Conversely, `midsv.io.read_jsonl` reads JSONL as an iterator of dictionaries.

## Reverse complement MIDSV

```python
from midsv import formatter

midsv_tag = "=A,=A,-G,+T|+C|=A,=A,*AG,=C"
revcomp_tag = formatter.revcomp(midsv_tag)
print(revcomp_tag)
# =G,*TC,=T,=T,+G|+A|-C,=T,=T
```

`midsv.formatter.revcomp` returns the reverse complement of a MIDSV string.
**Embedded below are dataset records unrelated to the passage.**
//! Alternative resolver.
//!
//! Given one issue and the build it was found in, pick the category to
//! replace, ask the catalog for parts that fit the rest of the build, and
//! keep only the parts that actually clear the issue once swapped in.
//!
//! The catalog query narrows the search; re-validation decides. A candidate
//! is returned only if, swapped into the build:
//!
//! - the issue's type no longer fires
//! - no error type appears that the build did not already have

mod cancel;
mod constraints;
mod ranking;

use std::collections::HashSet;
use std::sync::Arc;

use futures::future::join_all;
use serde::{Deserialize, Serialize};
use tracing::{debug, info, warn};

use crate::build::{apply_swap, BuildState};
use crate::catalog::types::{CatalogHit, Category, Component};
use crate::catalog::CatalogClient;
use crate::compat::{rule_for, Issue, IssueType, Severity, Validator};
use crate::error::{EngineError, EngineResult};

pub use cancel::CancelToken;
pub use constraints::derive_query;
pub use ranking::rank;

/// A replacement part for the target category.
#[derive(Debug, Clone, PartialEq, Serialize, Deserialize)]
pub struct AlternativeCandidate {
    pub component: Component,
    /// Fraction of applicable rule checks on the target that pass with this part
    pub fit_score: f64,
    /// Number of those passing checks
    pub constraints_satisfied: usize,
    /// Catalog relevance score
    pub relevance: f64,
}

/// Result of resolving one issue.
#[derive(Debug, Clone, PartialEq, Serialize, Deserialize)]
pub struct ResolveOutcome {
    pub target: Category,
    pub candidates: Vec<AlternativeCandidate>,
    /// The catalog failed or timed out; `candidates` is empty but that says
    /// nothing about whether alternatives exist.
    pub degraded: bool,
}

impl ResolveOutcome {
    pub fn degraded(target: Category) -> Self {
        Self {
            target,
            candidates: Vec::new(),
            degraded: true,
        }
    }
}

/// One entry of a batch resolution.
#[derive(Debug, Clone, PartialEq, Serialize, Deserialize)]
pub struct IssueResolution {
    pub issue: Issue,
    #[serde(flatten)]
    pub outcome: ResolveOutcome,
}

/// Finds replacement parts through a catalog client.
///
/// Holds no mutable state; concurrent calls are independent.
pub struct Resolver<C> {
    catalog: C,
    validator: Arc<Validator>,
}

impl<C: CatalogClient> Resolver<C> {
    pub fn new(catalog: C, validator: Arc<Validator>) -> Self {
        Self { catalog, validator }
    }

    pub fn catalog(&self) -> &C {
        &self.catalog
    }

    pub fn validator(&self) -> &Validator {
        &self.validator
    }

    /// The category to replace for an issue.
    ///
    /// An explicit target must be one of the categories the issue's rule can
    /// be resolved through. Without one, the policy's preferred target is used.
    pub fn choose_target(&self, issue_type: IssueType, requested: Option<Category>) -> EngineResult<Category> {
        let rule = rule_for(issue_type).ok_or_else(|| {
            EngineError::Configuration(format!("No rule is registered for '{}'", issue_type))
        })?;
        match requested {
            Some(target) if rule.targets.contains(&target) => Ok(target),
            Some(target) => Err(EngineError::Configuration(format!(
                "Cannot resolve '{}' by replacing the {}; choose one of: {}",
                issue_type,
                target.label(),
                rule.targets
                    .iter()
                    .map(Category::as_str)
                    .collect::<Vec<_>>()
                    .join(", ")
            ))),
            None => self.validator.policy().preferred_target(issue_type).ok_or_else(|| {
                EngineError::Configuration(format!(
                    "No preferred target configured for '{}'; pass a target explicitly",
                    issue_type
                ))
            }),
        }
    }

    /// Find replacements that clear `issue` in `build`.
    ///
    /// Catalog failures and timeouts give a degraded, empty outcome. A
    /// cancelled token gives `EngineError::Cancelled`.
    pub async fn resolve(
        &self,
        issue: &Issue,
        build: &BuildState,
        target: Option<Category>,
        limit: Option<usize>,
        cancel: &CancelToken,
    ) -> EngineResult<ResolveOutcome> {
        let target = self.choose_target(issue.issue_type, target)?;
        if cancel.is_cancelled() {
            return Err(EngineError::Cancelled);
        }

        let policy = self.validator.policy();
        let settings = &policy.resolver;
        let query = derive_query(
            issue.issue_type,
            target,
            build,
            &policy.thresholds,
            settings.search_limit,
        );
        info!("Resolving {} by replacing {}: {}", issue.issue_type, target, query.signature());

        let search = tokio::time::timeout(settings.timeout(), self.catalog.search(&query));
        let hits = tokio::select! {
            _ = cancel.cancelled() => {
                debug!("Resolution of {} cancelled", issue.issue_type);
                return Err(EngineError::Cancelled);
            }
            result = search => match result {
                Ok(Ok(hits)) => hits,
                Ok(Err(EngineError::CatalogUnavailable(reason))) => {
                    warn!("Catalog unavailable while resolving {}: {}", issue.issue_type, reason);
                    return Ok(ResolveOutcome::degraded(target));
                }
                Ok(Err(e)) => return Err(e),
                Err(_) => {
                    warn!(
                        "Catalog search for {} timed out after {:?}",
                        issue.issue_type,
                        settings.timeout()
                    );
                    return Ok(ResolveOutcome::degraded(target));
                }
            },
        };

        let total = hits.len();
        let candidates = self.screen(issue, build, target, hits);
        let mut candidates = rank(candidates);
        let kept = candidates.len();
        candidates.truncate(settings.page_limit(limit));
        info!(
            "Resolved {}: {} of {} catalog hits kept, returning {}",
            issue.issue_type,
            kept,
            total,
            candidates.len()
        );

        Ok(ResolveOutcome {
            target,
            candidates,
            degraded: false,
        })
    }

    /// Swap each hit in and keep those that clear the issue without
    /// introducing a new error type.
    fn screen(
        &self,
        issue: &Issue,
        build: &BuildState,
        target: Category,
        hits: Vec<CatalogHit>,
    ) -> Vec<AlternativeCandidate> {
        let baseline_errors: HashSet<IssueType> = self
            .validator
            .validate(build)
            .into_iter()
            .filter(|i| i.severity == Severity::Error)
            .map(|i| i.issue_type)
            .collect();
        let current = build.part(target).map(|c| c.id.clone());

        hits.into_iter()
            .filter_map(|hit| {
                if current.as_deref() == Some(hit.component.id.as_str()) {
                    return None;
                }
                let swapped = match apply_swap(build, target, hit.component.clone()) {
                    Ok(swapped) => swapped,
                    Err(e) => {
                        debug!("Skipping catalog hit '{}': {}", hit.component.id, e);
                        return None;
                    }
                };
                let issues = self.validator.validate(&swapped);
                if issues.iter().any(|i| i.issue_type == issue.issue_type) {
                    return None;
                }
                if issues
                    .iter()
                    .any(|i| i.severity == Severity::Error && !baseline_errors.contains(&i.issue_type))
                {
                    debug!("Skipping '{}': introduces a new error", hit.component.id);
                    return None;
                }

                let (satisfied, applicable) = self.validator.constraints_on(&swapped, target);
                let fit_score = if applicable == 0 {
                    1.0
                } else {
                    satisfied as f64 / applicable as f64
                };
                Some(AlternativeCandidate {
                    component: hit.component,
                    fit_score,
                    constraints_satisfied: satisfied,
                    relevance: hit.relevance,
                })
            })
            .collect()
    }

    /// Validate `build` and resolve every issue concurrently.
    ///
    /// Each issue is resolved under its own timeout; a failure on one issue
    /// degrades that entry only. Cancellation aborts the whole batch.
    pub async fn resolve_all(
        &self,
        build: &BuildState,
        limit: Option<usize>,
        cancel: &CancelToken,
    ) -> EngineResult<Vec<IssueResolution>> {
        let issues = self.validator.validate(build);
        info!("Resolving {} issues in batch", issues.len());

        let outcomes = join_all(
            issues
                .iter()
                .map(|issue| self.resolve(issue, build, None, limit, cancel)),
        )
        .await;

        let mut resolutions = Vec::with_capacity(issues.len());
        for (issue, outcome) in issues.into_iter().zip(outcomes) {
            let outcome = match outcome {
                Ok(outcome) => outcome,
                Err(EngineError::Cancelled) => return Err(EngineError::Cancelled),
                Err(e) => {
                    warn!("Could not resolve {}: {}", issue.issue_type, e);
                    let target = self
                        .validator
                        .policy()
                        .preferred_target(issue.issue_type)
                        .unwrap_or(issue.category1);
                    ResolveOutcome::degraded(target)
                }
            };
            resolutions.push(IssueResolution { issue, outcome });
        }
        Ok(resolutions)
    }
}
Insertions are reversed and complemented with their anchor moved to the new position, following the MIDSV specification.

## Export VCF

```python
from midsv import transform
from midsv.io import write_vcf

alignments = transform("examples/example_indels.sam", qscore=False)
write_vcf(alignments, "variants.vcf", large_sv_threshold=50)
```

`midsv.io.write_vcf` writes MIDSV output to VCF and supports insertion, deletion, substitution, large insertion, large deletion, and inversion. Insertions longer than `large_sv_threshold` are emitted as symbolic `<INS>`, large deletions (or `=N` padding) use `<DEL>`, and inversions use `<INV>`. The INFO field includes `TYPE` or `SVTYPE`, `SVLEN`, `SEQ`, and `QNAME`.